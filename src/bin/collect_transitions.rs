extern crate blocksim;

use std::env;
use std::fs;
use blocksim::environments::abstract_env::{AbstractBlocksEnv, AbstractEnvConfig};
use blocksim::environments::low_level_blocks_env::LowLevelBlocksEnvConfig;
use blocksim::environments::transitions::{collect_transitions, TransitionCollectionConfig};
use blocksim::utils::utils_console::{blocksim_print, PrintColor, PrintMode};
use blocksim::utils::utils_errors::BlocksimError;
use blocksim::utils::utils_traits::{ToAndFromJsonString, ToAndFromTomlString};

/// Usage: collect_transitions <output.json> [seed] [abstract_env_config.toml]
fn main() -> Result<(), BlocksimError> {
    let args: Vec<String> = env::args().collect();
    if args.len() < 2 {
        return Err(BlocksimError::new_generic_error_str("usage: collect_transitions <output.json> [seed] [abstract_env_config.toml]", file!(), line!()));
    }
    let output_path = &args[1];
    let seed = match args.get(2) {
        None => { 0 }
        Some(s) => { s.parse::<u64>().map_err(|e| BlocksimError::new_generic_error_str(&format!("seed must be an integer ({})", e), file!(), line!()))? }
    };

    let config = match args.get(3) {
        None => { AbstractEnvConfig::default() }
        Some(path) => {
            let toml_string = fs::read_to_string(path).map_err(|e| BlocksimError::new_generic_error_str(&format!("could not read {}: {}", path, e), file!(), line!()))?;
            AbstractEnvConfig::load_from_toml_string(&toml_string)?
        }
    };

    let mut env = AbstractBlocksEnv::new_blocks_env(LowLevelBlocksEnvConfig::default(), config)?;
    env.seed(Some(seed))?;

    let transitions = collect_transitions(&mut env, &TransitionCollectionConfig::default())?;
    env.close()?;

    let json = transitions.convert_to_json_string()?;
    fs::write(output_path, json).map_err(|e| BlocksimError::new_generic_error_str(&format!("could not write {}: {}", output_path, e), file!(), line!()))?;

    let num_with_effects = transitions.iter().filter(|t| !t.effects().is_empty()).count();
    blocksim_print(&format!("wrote {} transitions ({} with effects) to {}", transitions.len(), num_with_effects, output_path), PrintMode::Println, PrintColor::Green, true);
    Ok(())
}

════════════════

DIRECTIONS:
Whenever the word "AbstractBlocksEnv" shows up in a line of the entries, copy that line.

SOLUTION:
use blocksim::environments::abstract_env::{AbstractBlocksEnv, AbstractEnvConfig};
    let mut env = AbstractBlocksEnv::new_blocks_env(LowLevelBlocksEnvConfig::default(), config)?;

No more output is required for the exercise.